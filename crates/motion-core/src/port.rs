// Seams between the platform-free motion logic and its host. The web
// front-end implements them against `requestAnimationFrame` and the tween
// timeline; tests use recording doubles.

use crate::tween::TweenVars;
use fnv::FnvHashMap;

/// Identity of an element registered with the host. The core never holds DOM
/// references, only these keys.
#[derive(Clone, Copy, Debug, PartialEq, Eq, Hash, PartialOrd, Ord)]
pub struct ElementId(pub u32);

/// Handle of a scheduled animation-frame callback.
#[derive(Clone, Copy, Debug, PartialEq, Eq, Hash)]
pub struct FrameHandle(pub i32);

/// Injected animation engine.
pub trait AnimationPort {
    /// Animate `target` from its current values toward `vars`.
    fn animate_to(&mut self, target: ElementId, vars: TweenVars);
}

/// Host animation-frame scheduler (request/cancel).
pub trait FrameScheduler {
    /// Schedule one callback for `target` before the next repaint. `None`
    /// when the host refused the request.
    fn request_frame(&mut self, target: ElementId) -> Option<FrameHandle>;

    fn cancel_frame(&mut self, handle: FrameHandle);
}

/// One reusable frame callback per element. A scheduler builds the callback
/// on the first request for an element and hands the same one to every later
/// request, so cancelled frames leave nothing behind. Callbacks are dropped
/// when their element is detached.
pub struct FrameCallbacks<C> {
    slots: FnvHashMap<ElementId, C>,
}

impl<C> Default for FrameCallbacks<C> {
    fn default() -> Self {
        Self {
            slots: FnvHashMap::default(),
        }
    }
}

impl<C> FrameCallbacks<C> {
    pub fn new() -> Self {
        Self::default()
    }

    pub fn get_or_insert_with(&mut self, target: ElementId, make: impl FnOnce() -> C) -> &C {
        self.slots.entry(target).or_insert_with(make)
    }

    pub fn remove(&mut self, target: ElementId) -> Option<C> {
        self.slots.remove(&target)
    }

    pub fn len(&self) -> usize {
        self.slots.len()
    }

    pub fn is_empty(&self) -> bool {
        self.slots.is_empty()
    }
}

#[cfg(test)]
mod tests {
    use super::*;
    use std::rc::Rc;

    #[test]
    fn callback_is_built_once_per_element() {
        let mut cbs = FrameCallbacks::new();
        let mut built = 0;
        for _ in 0..5 {
            cbs.get_or_insert_with(ElementId(1), || {
                built += 1;
                Rc::new(())
            });
        }
        cbs.get_or_insert_with(ElementId(2), || Rc::new(()));
        assert_eq!(built, 1);
        assert_eq!(cbs.len(), 2);
    }

    #[test]
    fn remove_drops_the_callback() {
        let mut cbs = FrameCallbacks::new();
        let cb = Rc::new(());
        cbs.get_or_insert_with(ElementId(1), || cb.clone());
        assert_eq!(Rc::strong_count(&cb), 2);
        assert!(cbs.remove(ElementId(1)).is_some());
        assert_eq!(Rc::strong_count(&cb), 1);
        assert!(cbs.is_empty());
        assert!(cbs.remove(ElementId(1)).is_none());
    }
}
use crate::animator::{Animator, TickSlot};
use std::cell::RefCell;
use std::rc::Rc;
use wasm_bindgen::closure::Closure;
use wasm_bindgen::JsCast;
use web_sys as web;

/// Advance the timeline one frame and write changed styles. Returns whether
/// another frame is needed.
fn tick(animator: &Rc<RefCell<Animator>>) -> bool {
    let mut a = animator.borrow_mut();
    let now = a.now_ms();
    let changed = a.timeline.tick(now);
    for id in changed {
        a.apply_style(id);
    }
    if a.timeline.is_idle() {
        a.running = false;
        return false;
    }
    true
}

/// Start the requestAnimationFrame loop. The tick closure is built once and
/// reused for every frame.
pub(crate) fn request_tick(animator: &Rc<RefCell<Animator>>, slot: &TickSlot) {
    if slot.borrow().is_none() {
        let animator_tick = animator.clone();
        let slot_tick = slot.clone();
        *slot.borrow_mut() = Some(Closure::wrap(Box::new(move || {
            if tick(&animator_tick) {
                schedule(&animator_tick, &slot_tick);
            }
        }) as Box<dyn FnMut()>));
    }
    schedule(animator, slot);
}

fn schedule(animator: &Rc<RefCell<Animator>>, slot: &TickSlot) {
    let requested = match (web::window(), slot.borrow().as_ref()) {
        (Some(w), Some(cb)) => w
            .request_animation_frame(cb.as_ref().unchecked_ref())
            .is_ok(),
        _ => false,
    };
    if !requested {
        log::warn!("[frame] requestAnimationFrame failed; animations paused");
        animator.borrow_mut().running = false;
    }
}
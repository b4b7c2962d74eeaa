#![cfg(target_arch = "wasm32")]
use crate::animator::Motion;
use crate::tilt::SharedTilt;
use motion_core::constants::REDUCED_MOTION_CLASS;
use std::rc::Rc;
use std::sync::atomic::{AtomicBool, Ordering};
use wasm_bindgen::prelude::*;
use wasm_bindgen_futures::spawn_local;
use web_sys as web;

mod animator;
mod dom;
mod frame;
mod page;
mod tilt;

pub use tilt::{attach_tilt, TiltBinding};

thread_local! {
    static MOTION: Motion = Motion::new();
    static TILT: SharedTilt = MOTION.with(|m| tilt::new_surface(m.clone()));
}

pub(crate) fn motion() -> Motion {
    MOTION.with(Motion::clone)
}

pub(crate) fn tilt_surface() -> SharedTilt {
    TILT.with(Rc::clone)
}

#[wasm_bindgen(start)]
pub fn start() -> Result<(), JsValue> {
    console_error_panic_hook::set_once();
    console_log::init_with_level(log::Level::Info).ok();
    log::info!("page-motion starting");

    spawn_local(async move {
        if let Err(e) = init().await {
            log::error!("init error: {:?}", e);
        }
    });
    Ok(())
}

async fn init() -> anyhow::Result<()> {
    let window = web::window().ok_or_else(|| anyhow::anyhow!("no window"))?;
    let document = window
        .document()
        .ok_or_else(|| anyhow::anyhow!("no document"))?;

    dom::ready(&document).await?;

    static STARTED: AtomicBool = AtomicBool::new(false);
    if STARTED.swap(true, Ordering::SeqCst) {
        return Ok(());
    }

    let config = dom::load_config(&document);
    dom::set_year(&document);

    let motion = motion();
    if dom::prefers_reduced_motion(&window) {
        log::info!("reduced motion requested; skipping entrance animations");
        if let Some(body) = document.body() {
            _ = body.class_list().add_1(REDUCED_MOTION_CLASS);
        }
    } else {
        page::entrance_hero(&document, &motion);
        match config.reveal_trigger() {
            Ok(trigger) => page::reveal_on_scroll(
                &window,
                &document,
                &motion,
                &config.reveal_selector,
                trigger,
                config.reveal_easing(),
            ),
            Err(e) => log::warn!("[reveal] {}", e),
        }
        page::float_globe(&document, &motion);
    }

    let surface = tilt_surface();
    for group in &config.tilt_groups {
        tilt::attach_all(&surface, &document, &group.selector, group.tilt);
    }
    page::image_hover_effects(&document, &motion);
    page::nav_smooth_scroll(&document, config.focus_delay_ms);
    page::keyboard_accessibility(&document, &motion);
    page::tour_button(&document, &motion, config.tour_message.clone());

    Ok(())
}
// Tween recipes for the page's one-off animations.

use crate::constants::*;
use crate::easing::Easing;
use crate::tween::{Property, PropertyList, Repeat, TweenVars};
use smallvec::smallvec;

/// `from` vars for the `index`th hero element; `None` past the last one.
pub fn hero_entrance(index: usize) -> Option<TweenVars> {
    if index >= HERO_SELECTORS.len() {
        return None;
    }
    Some(
        TweenVars::new(HERO_DURATION_MS, HERO_EASE)
            .with(Property::Y, HERO_FROM_Y[index])
            .with(Property::X, HERO_FROM_X[index])
            .with(Property::RotationY, HERO_FROM_ROTATION_Y[index])
            .with(Property::Opacity, 0.0)
            .delay(HERO_DELAY_MS[index]),
    )
}

/// Hidden state a reveal card holds until its trigger fires.
pub fn reveal_hidden() -> PropertyList {
    smallvec![
        (Property::Y, REVEAL_FROM_Y),
        (Property::Opacity, 0.0),
        (Property::Scale, REVEAL_FROM_SCALE),
    ]
}

/// Tween from [`reveal_hidden`] back to the resting transform.
pub fn reveal(easing: Easing) -> (PropertyList, TweenVars) {
    (
        reveal_hidden(),
        TweenVars::new(REVEAL_DURATION_MS, easing)
            .with(Property::Y, 0.0)
            .with(Property::Opacity, 1.0)
            .with(Property::Scale, 1.0),
    )
}

pub fn globe_float() -> TweenVars {
    TweenVars::new(GLOBE_FLOAT_DURATION_MS, GLOBE_FLOAT_EASE)
        .with(Property::Y, GLOBE_FLOAT_Y)
        .repeat(Repeat::Infinite)
        .yoyo(true)
}

pub fn hover_image_enter() -> TweenVars {
    TweenVars::new(HOVER_DURATION_MS, HOVER_ENTER_EASE)
        .with(Property::Scale, HOVER_IMAGE_SCALE)
        .with(Property::RotationZ, HOVER_IMAGE_ROTATION_Z)
        .with(Property::Brightness, HOVER_IMAGE_BRIGHTNESS)
        .with(Property::Contrast, HOVER_IMAGE_CONTRAST)
}

pub fn hover_card_enter() -> TweenVars {
    TweenVars::new(HOVER_DURATION_MS, HOVER_ENTER_EASE).with(Property::Scale, HOVER_CARD_SCALE)
}

/// Applied to both the image and its card.
pub fn hover_leave() -> TweenVars {
    TweenVars::new(HOVER_DURATION_MS, HOVER_LEAVE_EASE)
        .with(Property::Scale, 1.0)
        .with(Property::RotationZ, 0.0)
        .with(Property::Brightness, 1.0)
        .with(Property::Contrast, 1.0)
}

/// Start values and vars of the keyboard press pulse.
pub fn press_pulse() -> (PropertyList, TweenVars) {
    pulse(PRESS_FROM_SCALE, PRESS_TO_SCALE, PRESS_DURATION_MS, PRESS_EASE)
}

/// Start values and vars of the tour button pulse.
pub fn tour_pulse() -> (PropertyList, TweenVars) {
    pulse(
        TOUR_FROM_SCALE,
        TOUR_TO_SCALE,
        TOUR_DURATION_MS,
        Easing::default(),
    )
}

fn pulse(from: f32, to: f32, duration_ms: f64, easing: Easing) -> (PropertyList, TweenVars) {
    (
        smallvec![(Property::Scale, from)],
        TweenVars::new(duration_ms, easing)
            .with(Property::Scale, to)
            .repeat(Repeat::Count(1))
            .yoyo(true),
    )
}

/// Keys that activate a focused artifact.
#[inline]
pub fn is_activation_key(key: &str) -> bool {
    matches!(key, "Enter" | " ")
}

/// Whether a nav click on `href` should skip the browser's own navigation.
#[inline]
pub fn is_hash_link(href: &str) -> bool {
    href.starts_with('#')
}

/// Element id named by an in-page link, e.g. `"#work"` gives `"work"`.
/// Other links (and a bare `"#"`) give `None`.
#[inline]
pub fn in_page_anchor(href: &str) -> Option<&str> {
    href.strip_prefix('#').filter(|id| !id.is_empty())
}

## Your objective
Where a line in the records above includes the string "TickSlot", show it.

## Written answer
use crate::animator::{Animator, TickSlot};
pub(crate) fn request_tick(animator: &Rc<RefCell<Animator>>, slot: &TickSlot) {
fn schedule(animator: &Rc<RefCell<Animator>>, slot: &TickSlot) {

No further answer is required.